A campaign finance investigation against a top official at California's political watchdog agency sat in limbo and hidden from public view for months, raising questions about whether the government organization holds its own members to the same standard as candidates and campaigns across the state.
The complaint against Catharine Baker, a member of the California Fair Political Practices Commission and former Republican legislator, was filed in April with the agency's enforcement division. On Nov. 12 — the same day The Times requested information regarding the case — the FPPC enforcement division recused itself from the investigation and asked Atty. Gen. Rob Bonta to assume control.
"I'm very surprised by this," said Bob Stern, former FPPC general counsel. "The question then becomes, what other cases are they not disclosing? Is this one bad example or typical of how they are operating?"

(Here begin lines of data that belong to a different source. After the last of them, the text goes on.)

/*
 * SPDX-FileCopyrightText: 2025 Wavelens UG <info@wavelens.io>
 *
 * SPDX-License-Identifier: AGPL-3.0-only
 */

use super::consts::*;
use super::types::*;
use chrono::{TimeDelta, Utc};
use entity::points_redemption::RedemptionStatus;
use entity::points_transaction::{ReferenceType, TransactionKind};
use sea_orm::ActiveValue::Set;
use sea_orm::sea_query::Expr;
use sea_orm::{
    ActiveModelTrait, ColumnTrait, Condition, ConnectionTrait, DbErr, EntityTrait, QueryFilter,
    QueryOrder, QuerySelect, TransactionTrait,
};
use serde::Serialize;
use tracing::{debug, info};
use uuid::Uuid;

#[derive(Debug, thiserror::Error)]
pub enum PointsError {
    #[error("Item not found")]
    ItemNotFound,
    #[error("Item out of stock")]
    OutOfStock,
    #[error("Insufficient points")]
    InsufficientPoints,
    #[error("Database error: {0}")]
    Database(#[from] DbErr),
}

#[derive(Debug, Clone, Copy, PartialEq, Serialize)]
pub struct VisitResult {
    pub awarded: bool,
    pub points: PointsSummary,
}

#[derive(Debug, Clone, Copy, PartialEq, Serialize)]
pub struct RedemptionReceipt {
    pub redemption_id: Uuid,
    pub remaining_points: i64,
}

#[derive(Debug, Clone, PartialEq, Serialize)]
pub struct LeaderboardEntry {
    pub rank: u64,
    pub user_id: Uuid,
    pub email: String,
    pub company_name: Option<String>,
    pub total_accumulated: i64,
}

pub async fn ensure_user_points<C: ConnectionTrait>(
    db: &C,
    user: Uuid,
) -> Result<MUserPoints, DbErr> {
    if let Some(points) = EUserPoints::find()
        .filter(CUserPoints::User.eq(user))
        .one(db)
        .await?
    {
        return Ok(points);
    }

    let now = Utc::now().naive_utc();

    AUserPoints {
        id: Set(Uuid::new_v4()),
        user: Set(user),
        current_balance: Set(0),
        total_accumulated: Set(0),
        last_visit_date: Set(None),
        created_at: Set(now),
        updated_at: Set(now),
    }
    .insert(db)
    .await
}

pub async fn balance<C: ConnectionTrait>(db: &C, user: Uuid) -> Result<PointsSummary, DbErr> {
    let points = ensure_user_points(db, user).await?;
    Ok(PointsSummary::from(&points))
}

async fn record_transaction<C: ConnectionTrait>(
    db: &C,
    user: Uuid,
    kind: TransactionKind,
    amount: i64,
    description: String,
    reference_type: ReferenceType,
    reference_id: Option<String>,
) -> Result<MPointsTransaction, DbErr> {
    APointsTransaction {
        id: Set(Uuid::new_v4()),
        user: Set(user),
        kind: Set(kind),
        amount: Set(amount),
        description: Set(description),
        reference_type: Set(reference_type),
        reference_id: Set(reference_id),
        created_at: Set(Utc::now().naive_utc()),
    }
    .insert(db)
    .await
}

/// Adds `amount` to balance and lifetime total and writes the ledger row,
/// both in one transaction.
async fn credit<C: TransactionTrait>(
    db: &C,
    user: Uuid,
    amount: i64,
    description: String,
    reference_type: ReferenceType,
    reference_id: Option<String>,
) -> Result<PointsSummary, DbErr> {
    let txn = db.begin().await?;
    ensure_user_points(&txn, user).await?;

    EUserPoints::update_many()
        .col_expr(
            CUserPoints::CurrentBalance,
            Expr::col(CUserPoints::CurrentBalance).add(amount),
        )
        .col_expr(
            CUserPoints::TotalAccumulated,
            Expr::col(CUserPoints::TotalAccumulated).add(amount),
        )
        .col_expr(CUserPoints::UpdatedAt, Expr::value(Utc::now().naive_utc()))
        .filter(CUserPoints::User.eq(user))
        .exec(&txn)
        .await?;

    record_transaction(
        &txn,
        user,
        TransactionKind::Earned,
        amount,
        description,
        reference_type,
        reference_id,
    )
    .await?;

    let summary = balance(&txn, user).await?;
    txn.commit().await?;

    Ok(summary)
}

/// Grants the daily visit point unless one was granted in the last 24 hours.
///
/// The interval is enforced by the update's WHERE clause, so two concurrent
/// visits cannot both be credited.
pub async fn award_visit_points<C: TransactionTrait>(
    db: &C,
    user: Uuid,
) -> Result<VisitResult, DbErr> {
    let txn = db.begin().await?;
    let points = ensure_user_points(&txn, user).await?;

    let now = Utc::now().naive_utc();
    let cutoff = now - TimeDelta::hours(VISIT_INTERVAL_HOURS);

    let updated = EUserPoints::update_many()
        .col_expr(
            CUserPoints::CurrentBalance,
            Expr::col(CUserPoints::CurrentBalance).add(VISIT_POINTS),
        )
        .col_expr(
            CUserPoints::TotalAccumulated,
            Expr::col(CUserPoints::TotalAccumulated).add(VISIT_POINTS),
        )
        .col_expr(CUserPoints::LastVisitDate, Expr::value(now))
        .col_expr(CUserPoints::UpdatedAt, Expr::value(now))
        .filter(CUserPoints::User.eq(user))
        .filter(
            Condition::any()
                .add(CUserPoints::LastVisitDate.is_null())
                .add(CUserPoints::LastVisitDate.lte(cutoff)),
        )
        .exec(&txn)
        .await?;

    if updated.rows_affected == 0 {
        debug!(%user, "Visit points already granted in the last day");
        txn.commit().await?;

        return Ok(VisitResult {
            awarded: false,
            points: PointsSummary::from(&points),
        });
    }

    record_transaction(
        &txn,
        user,
        TransactionKind::Earned,
        VISIT_POINTS,
        "Daily site visit".to_string(),
        ReferenceType::Visit,
        None,
    )
    .await?;

    let summary = balance(&txn, user).await?;
    txn.commit().await?;

    Ok(VisitResult {
        awarded: true,
        points: summary,
    })
}

/// One point per full ten dollars. Returns the points granted.
pub async fn award_purchase_points<C: TransactionTrait>(
    db: &C,
    user: Uuid,
    order_id: Uuid,
    total_dollars: f64,
) -> Result<i64, DbErr> {
    let points = purchase_points(total_dollars);

    if points == 0 {
        return Ok(0);
    }

    credit(
        db,
        user,
        points,
        format!("Purchase points: ${:.2}", total_dollars),
        ReferenceType::Order,
        Some(order_id.to_string()),
    )
    .await?;

    info!(%user, %order_id, points, "Awarded purchase points");
    Ok(points)
}

pub fn purchase_points(total_dollars: f64) -> i64 {
    if !total_dollars.is_finite() || total_dollars <= 0.0 {
        return 0;
    }

    (total_dollars / DOLLARS_PER_POINT).floor() as i64
}

pub async fn award_photo_points<C: TransactionTrait>(
    db: &C,
    user: Uuid,
    photo_id: Uuid,
) -> Result<PointsSummary, DbErr> {
    credit(
        db,
        user,
        PHOTO_UPLOAD_POINTS,
        "Photo upload bonus".to_string(),
        ReferenceType::Photo,
        Some(photo_id.to_string()),
    )
    .await
}

pub async fn adjust_points<C: TransactionTrait>(
    db: &C,
    user: Uuid,
    amount: i64,
    description: &str,
) -> Result<PointsSummary, DbErr> {
    credit(
        db,
        user,
        amount,
        description.to_string(),
        ReferenceType::Adjustment,
        None,
    )
    .await
}

/// Spends points on a shop item. Stock and balance are both decremented with
/// guarded updates; if either guard fails nothing is written.
pub async fn redeem_item<C: TransactionTrait>(
    db: &C,
    user: Uuid,
    item_id: Uuid,
) -> Result<RedemptionReceipt, PointsError> {
    let txn = db.begin().await?;

    let item = EPointsShopItem::find_by_id(item_id)
        .one(&txn)
        .await?
        .filter(|item| item.active)
        .ok_or(PointsError::ItemNotFound)?;

    if item.stock_quantity <= 0 {
        return Err(PointsError::OutOfStock);
    }

    let points = ensure_user_points(&txn, user).await?;

    if points.current_balance < item.point_cost {
        return Err(PointsError::InsufficientPoints);
    }

    let now = Utc::now().naive_utc();

    let stock = EPointsShopItem::update_many()
        .col_expr(
            CPointsShopItem::StockQuantity,
            Expr::col(CPointsShopItem::StockQuantity).sub(1),
        )
        .col_expr(CPointsShopItem::UpdatedAt, Expr::value(now))
        .filter(CPointsShopItem::Id.eq(item.id))
        .filter(CPointsShopItem::StockQuantity.gt(0))
        .exec(&txn)
        .await?;

    if stock.rows_affected == 0 {
        return Err(PointsError::OutOfStock);
    }

    let deducted = EUserPoints::update_many()
        .col_expr(
            CUserPoints::CurrentBalance,
            Expr::col(CUserPoints::CurrentBalance).sub(item.point_cost),
        )
        .col_expr(CUserPoints::UpdatedAt, Expr::value(now))
        .filter(CUserPoints::User.eq(user))
        .filter(CUserPoints::CurrentBalance.gte(item.point_cost))
        .exec(&txn)
        .await?;

    if deducted.rows_affected == 0 {
        return Err(PointsError::InsufficientPoints);
    }

    let redemption_id = Uuid::new_v4();

    record_transaction(
        &txn,
        user,
        TransactionKind::Spent,
        item.point_cost,
        format!("Redeemed: {}", item.name),
        ReferenceType::Redemption,
        Some(redemption_id.to_string()),
    )
    .await?;

    APointsRedemption {
        id: Set(redemption_id),
        user: Set(user),
        item: Set(Some(item.id)),
        item_name: Set(item.name.clone()),
        point_cost: Set(item.point_cost),
        status: Set(RedemptionStatus::Pending),
        created_at: Set(now),
    }
    .insert(&txn)
    .await?;

    let remaining = balance(&txn, user).await?;
    txn.commit().await?;

    info!(%user, item = %item.id, cost = item.point_cost, "Redeemed points shop item");

    Ok(RedemptionReceipt {
        redemption_id,
        remaining_points: remaining.current,
    })
}

pub async fn transactions<C: ConnectionTrait>(
    db: &C,
    user: Uuid,
    limit: u64,
) -> Result<Vec<MPointsTransaction>, DbErr> {
    EPointsTransaction::find()
        .filter(CPointsTransaction::User.eq(user))
        .order_by_desc(CPointsTransaction::CreatedAt)
        .limit(limit)
        .all(db)
        .await
}

pub async fn leaderboard<C: ConnectionTrait>(
    db: &C,
    limit: u64,
) -> Result<Vec<LeaderboardEntry>, DbErr> {
    let rows = EUserPoints::find()
        .find_also_related(entity::user::Entity)
        .filter(CUserPoints::TotalAccumulated.gt(0))
        .order_by_desc(CUserPoints::TotalAccumulated)
        .limit(limit)
        .all(db)
        .await?;

    Ok(rows
        .into_iter()
        .filter_map(|(points, user)| user.map(|user| (points, user)))
        .enumerate()
        .map(|(index, (points, user))| LeaderboardEntry {
            rank: index as u64 + 1,
            user_id: user.id,
            email: user.email,
            company_name: user.company_name,
            total_accumulated: points.total_accumulated,
        })
        .collect())
}

pub async fn active_shop_items<C: ConnectionTrait>(
    db: &C,
) -> Result<Vec<MPointsShopItem>, DbErr> {
    EPointsShopItem::find()
        .filter(CPointsShopItem::Active.eq(true))
        .order_by_asc(CPointsShopItem::PointCost)
        .all(db)
        .await
}

pub async fn user_redemptions<C: ConnectionTrait>(
    db: &C,
    user: Uuid,
) -> Result<Vec<MPointsRedemption>, DbErr> {
    EPointsRedemption::find()
        .filter(CPointsRedemption::User.eq(user))
        .order_by_desc(CPointsRedemption::CreatedAt)
        .all(db)
        .await
}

Fair Political Practices Commission Chairman Richard Miadich said he instructed staff members months ago to move the case to the attorney general and provided a copy of an email dated April 29 confirming that directive. But he said he didn't know why the transfer of the case didn't happen until just a few days ago.
"We have never had a situation where a sitting commissioner has had a complaint filed against them," Miadich said Monday. "We needed some time to do our homework."
A statement from Bonta's office confirmed receipt of the documents but offered no other details.
Baker was appointed to the commission last December, one of five members who oversee the implementation and enforcement of California campaign finance laws. She served in the state Assembly from 2014 to 2018 representing portions of the eastern Bay Area and disputes the allegations contained in the anonymous complaint, submitted through the FPPC's online system in April.
"The anonymous complaint is incorrect, both on the facts and on the law," Baker said in a phone interview.
At issue is whether she failed to properly file paperwork related to a possible 2030 campaign for the state Assembly and whether additional disclosure of donors was required when transferring $125,000 in leftover funds from her 2018 campaign committee to an account for a possible future campaign.
"Our filings were complete and accurate and filed on time with the advice of legal counsel to ensure full compliance," she said.
Complaints made against political candidates and campaigns are reviewed by the state commission's enforcement staff. If an investigation is launched, FPPC officials inform the parties in question and disclose the inquiry in an online system the public can access.
But after the staff examination into Baker’s activity began, the information was not displayed in the online database. Miadich told The Times that the agency's "transparency portal" is designed to provide information on cases under the commission's jurisdiction and that, in this case, the information being gathered by FPPC staff members didn't fall under that category.
“At no point were we actively investigating this complaint," he said.
On Nov. 12, The Times asked the commission's press office whether an investigation into Baker was underway and, if so, the status of the inquiry. That same day, Chief Enforcement Officer Angela Brereton sent a letter to Bonta asking his department to take over the case.
"Because Commissioner Baker is currently in office, the Commission is recusing itself from this matter," Brereton wrote, also noting that FPPC staff members "have not made any determination" on whether Baker had violated state campaign finance regulations.
Miadich said Monday that Brereton could have made clear that plans to transfer the case had been in the works for some time.
"I think it would have been helpful for her to contextualize that letter," he said.
Stern, a co-author of California's landmark Political Reform Act, said that the commission's actions could be perceived to some as giving Baker special consideration and that FPPC investigators should have quickly handed the case over to Bonta.
"It's all appearances," he said. "You don’t want to be investigating your own agency, particularly commissioners."